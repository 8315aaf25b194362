#![deny(unsafe_code)]

//! Delimited-text source reader.

use std::path::Path;

use csv::ReaderBuilder;
use tracing::debug;

use treeveil_model::Record;

use crate::error::{IngestError, Result};
use crate::header::HeaderMap;
use crate::row::{SourceCell, build_record};

/// Reads a CSV family-tree table.
///
/// The first non-empty row is the header; fully blank rows are skipped.
///
/// # Errors
///
/// Fails on unreadable or unparseable input, a missing required column, or
/// a row that fails record building.
pub fn read_csv_records(path: &Path) -> Result<Vec<Record>> {
    let mut reader = ReaderBuilder::new()
        .has_headers(false)
        .flexible(true)
        .from_path(path)
        .map_err(|source| csv_error(path, source))?;

    let mut header: Option<HeaderMap> = None;
    let mut records = Vec::new();
    let mut row_number = 0usize;
    for entry in reader.records() {
        let entry = entry.map_err(|source| csv_error(path, source))?;
        let cells: Vec<SourceCell> = entry.iter().map(SourceCell::from_text).collect();
        if cells.iter().all(|cell| matches!(cell, SourceCell::Empty)) {
            continue;
        }
        match &header {
            None => {
                let names: Vec<String> = entry.iter().map(str::to_string).collect();
                header = Some(HeaderMap::from_headers(&names)?);
            }
            Some(map) => {
                row_number += 1;
                records.push(build_record(row_number, &cells, map)?);
            }
        }
    }
    if header.is_none() {
        return Err(IngestError::EmptyTable {
            path: path.to_path_buf(),
        });
    }
    debug!(path = %path.display(), records = records.len(), "csv table read");
    Ok(records)
}

fn csv_error(path: &Path, source: csv::Error) -> IngestError {
    IngestError::Csv {
        path: path.to_path_buf(),
        source,
    }
}
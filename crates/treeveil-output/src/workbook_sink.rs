#![deny(unsafe_code)]

//! Excel workbook sink built on rust_xlsxwriter.

use std::path::Path;

use rust_xlsxwriter::Workbook;
use tracing::debug;

use treeveil_model::{ObfuscatedRecord, columns};

use crate::error::{OutputError, Result};
use crate::row::{SinkCell, record_cells};

/// Writes the record set as a single-sheet workbook.
///
/// The content is OOXML whichever of `.xls`/`.xlsx` the caller picked; the
/// whole file is produced in memory and saved once at the end.
///
/// # Errors
///
/// Fails on any workbook error with the path attached.
pub fn write_workbook(path: &Path, records: &[ObfuscatedRecord]) -> Result<()> {
    build_workbook(records)
        .and_then(|mut workbook| workbook.save(path))
        .map_err(|source| OutputError::Workbook {
            path: path.to_path_buf(),
            source,
        })?;
    debug!(path = %path.display(), records = records.len(), "workbook written");
    Ok(())
}

fn build_workbook(
    records: &[ObfuscatedRecord],
) -> std::result::Result<Workbook, rust_xlsxwriter::XlsxError> {
    let mut workbook = Workbook::new();
    let worksheet = workbook.add_worksheet();
    worksheet.set_name("family tree")?;
    for (column, name) in columns::OUTPUT.iter().enumerate() {
        worksheet.write_string(0, column as u16, *name)?;
    }
    for (index, record) in records.iter().enumerate() {
        let row = (index + 1) as u32;
        for (column, cell) in record_cells(record).iter().enumerate() {
            let column = column as u16;
            match cell {
                SinkCell::Blank => {}
                SinkCell::Text(text) => {
                    worksheet.write_string(row, column, text)?;
                }
                SinkCell::Number(number) => {
                    worksheet.write_number(row, column, *number as f64)?;
                }
            }
        }
    }
    Ok(workbook)
}
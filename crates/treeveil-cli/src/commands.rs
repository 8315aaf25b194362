//! The obfuscation pipeline: resolve format, read, transform, write.

use std::path::PathBuf;

use anyhow::{Context, Result};
use tracing::{info, info_span};

use treeveil_ingest::read_records;
use treeveil_output::{OutputFormat, write_records};
use treeveil_transform::{obfuscate, random_nonce};

use crate::cli::Cli;
use crate::types::{NonceOrigin, RunSummary};

/// One obfuscation request, decoupled from the clap surface so tests can
/// drive the pipeline directly.
#[derive(Debug, Clone)]
pub struct ObfuscateRequest {
    pub input_file: PathBuf,
    pub output_file: PathBuf,
    pub nonce: Option<String>,
    pub dry_run: bool,
}

impl From<&Cli> for ObfuscateRequest {
    fn from(cli: &Cli) -> Self {
        Self {
            input_file: cli.input_file.clone(),
            output_file: cli.output_file.clone(),
            nonce: cli.nonce.clone(),
            dry_run: cli.dry_run,
        }
    }
}

/// Runs one obfuscation pass end to end.
///
/// The output format is resolved before the input is opened so an
/// unsupported extension fails with nothing read and nothing written; any
/// later failure aborts the run before the sink is touched.
pub fn run_obfuscate(request: &ObfuscateRequest) -> Result<RunSummary> {
    let format = OutputFormat::from_path(&request.output_file)
        .context("resolve output format")?;

    let records = {
        let span = info_span!("read", input = %request.input_file.display());
        let _guard = span.enter();
        let records = read_records(&request.input_file).context("read records")?;
        info!(record_count = records.len(), "input loaded");
        records
    };

    let (nonce, nonce_origin) = resolve_nonce(request.nonce.as_deref());

    let obfuscated = {
        let span = info_span!("transform", record_count = records.len());
        let _guard = span.enter();
        obfuscate(&records, &nonce).context("obfuscate records")?
    };

    if request.dry_run {
        info!("output skipped (dry run)");
    } else {
        let span = info_span!("write", output = %request.output_file.display());
        let _guard = span.enter();
        write_records(&request.output_file, format, &obfuscated).context("write output")?;
        info!(record_count = obfuscated.len(), "output written");
    }

    Ok(RunSummary {
        records: obfuscated.len(),
        input_file: request.input_file.clone(),
        output_file: request.output_file.clone(),
        format,
        nonce,
        nonce_origin,
        dry_run: request.dry_run,
    })
}

fn resolve_nonce(supplied: Option<&str>) -> (String, NonceOrigin) {
    match supplied {
        Some(nonce) => (nonce.to_string(), NonceOrigin::Supplied),
        None => (random_nonce(), NonceOrigin::Generated),
    }
}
^^^^^^^^^^^^^^^^
Please transcribe the data shown above in full, exactly as it stands.

repository 8315aaf25b194362
#![deny(unsafe_code)]

//! Delimited-text source reader.

use std::path::Path;

use csv::ReaderBuilder;
use tracing::debug;

use treeveil_model::Record;

use crate::error::{IngestError, Result};
use crate::header::HeaderMap;
use crate::row::{SourceCell, build_record};

/// Reads a CSV family-tree table.
///
/// The first non-empty row is the header; fully blank rows are skipped.
///
/// # Errors
///
/// Fails on unreadable or unparseable input, a missing required column, or
/// a row that fails record building.
pub fn read_csv_records(path: &Path) -> Result<Vec<Record>> {
    let mut reader = ReaderBuilder::new()
        .has_headers(false)
        .flexible(true)
        .from_path(path)
        .map_err(|source| csv_error(path, source))?;

    let mut header: Option<HeaderMap> = None;
    let mut records = Vec::new();
    let mut row_number = 0usize;
    for entry in reader.records() {
        let entry = entry.map_err(|source| csv_error(path, source))?;
        let cells: Vec<SourceCell> = entry.iter().map(SourceCell::from_text).collect();
        if cells.iter().all(|cell| matches!(cell, SourceCell::Empty)) {
            continue;
        }
        match &header {
            None => {
                let names: Vec<String> = entry.iter().map(str::to_string).collect();
                header = Some(HeaderMap::from_headers(&names)?);
            }
            Some(map) => {
                row_number += 1;
                records.push(build_record(row_number, &cells, map)?);
            }
        }
    }
    if header.is_none() {
        return Err(IngestError::EmptyTable {
            path: path.to_path_buf(),
        });
    }
    debug!(path = %path.display(), records = records.len(), "csv table read");
    Ok(records)
}

fn csv_error(path: &Path, source: csv::Error) -> IngestError {
    IngestError::Csv {
        path: path.to_path_buf(),
        source,
    }
}
filename crates/treeveil-output/src/workbook_sink.rs
#![deny(unsafe_code)]

//! Excel workbook sink built on rust_xlsxwriter.

use std::path::Path;

use rust_xlsxwriter::Workbook;
use tracing::debug;

use treeveil_model::{ObfuscatedRecord, columns};

use crate::error::{OutputError, Result};
use crate::row::{SinkCell, record_cells};

/// Writes the record set as a single-sheet workbook.
///
/// The content is OOXML whichever of `.xls`/`.xlsx` the caller picked; the
/// whole file is produced in memory and saved once at the end.
///
/// # Errors
///
/// Fails on any workbook error with the path attached.
pub fn write_workbook(path: &Path, records: &[ObfuscatedRecord]) -> Result<()> {
    build_workbook(records)
        .and_then(|mut workbook| workbook.save(path))
        .map_err(|source| OutputError::Workbook {
            path: path.to_path_buf(),
            source,
        })?;
    debug!(path = %path.display(), records = records.len(), "workbook written");
    Ok(())
}

fn build_workbook(
    records: &[ObfuscatedRecord],
) -> std::result::Result<Workbook, rust_xlsxwriter::XlsxError> {
    let mut workbook = Workbook::new();
    let worksheet = workbook.add_worksheet();
    worksheet.set_name("family tree")?;
    for (column, name) in columns::OUTPUT.iter().enumerate() {
        worksheet.write_string(0, column as u16, *name)?;
    }
    for (index, record) in records.iter().enumerate() {
        let row = (index + 1) as u32;
        for (column, cell) in record_cells(record).iter().enumerate() {
            let column = column as u16;
            match cell {
                SinkCell::Blank => {}
                SinkCell::Text(text) => {
                    worksheet.write_string(row, column, text)?;
                }
                SinkCell::Number(number) => {
                    worksheet.write_number(row, column, *number as f64)?;
                }
            }
        }
    }
    Ok(workbook)
}
filename crates/treeveil-cli/src/commands.rs
repository 8315aaf25b194362
//! The obfuscation pipeline: resolve format, read, transform, write.

use std::path::PathBuf;

use anyhow::{Context, Result};
use tracing::{info, info_span};

use treeveil_ingest::read_records;
use treeveil_output::{OutputFormat, write_records};
use treeveil_transform::{obfuscate, random_nonce};

use crate::cli::Cli;
use crate::types::{NonceOrigin, RunSummary};

/// One obfuscation request, decoupled from the clap surface so tests can
/// drive the pipeline directly.
#[derive(Debug, Clone)]
pub struct ObfuscateRequest {
    pub input_file: PathBuf,
    pub output_file: PathBuf,
    pub nonce: Option<String>,
    pub dry_run: bool,
}

impl From<&Cli> for ObfuscateRequest {
    fn from(cli: &Cli) -> Self {
        Self {
            input_file: cli.input_file.clone(),
            output_file: cli.output_file.clone(),
            nonce: cli.nonce.clone(),
            dry_run: cli.dry_run,
        }
    }
}

/// Runs one obfuscation pass end to end.
///
/// The output format is resolved before the input is opened so an
/// unsupported extension fails with nothing read and nothing written; any
/// later failure aborts the run before the sink is touched.
pub fn run_obfuscate(request: &ObfuscateRequest) -> Result<RunSummary> {
    let format = OutputFormat::from_path(&request.output_file)
        .context("resolve output format")?;

    let records = {
        let span = info_span!("read", input = %request.input_file.display());
        let _guard = span.enter();
        let records = read_records(&request.input_file).context("read records")?;
        info!(record_count = records.len(), "input loaded");
        records
    };

    let (nonce, nonce_origin) = resolve_nonce(request.nonce.as_deref());

    let obfuscated = {
        let span = info_span!("transform", record_count = records.len());
        let _guard = span.enter();
        obfuscate(&records, &nonce).context("obfuscate records")?
    };

    if request.dry_run {
        info!("output skipped (dry run)");
    } else {
        let span = info_span!("write", output = %request.output_file.display());
        let _guard = span.enter();
        write_records(&request.output_file, format, &obfuscated).context("write output")?;
        info!(record_count = obfuscated.len(), "output written");
    }

    Ok(RunSummary {
        records: obfuscated.len(),
        input_file: request.input_file.clone(),
        output_file: request.output_file.clone(),
        format,
        nonce,
        nonce_origin,
        dry_run: request.dry_run,
    })
}

fn resolve_nonce(supplied: Option<&str>) -> (String, NonceOrigin) {
    match supplied {
        Some(nonce) => (nonce.to_string(), NonceOrigin::Supplied),
        None => (random_nonce(), NonceOrigin::Generated),
    }
}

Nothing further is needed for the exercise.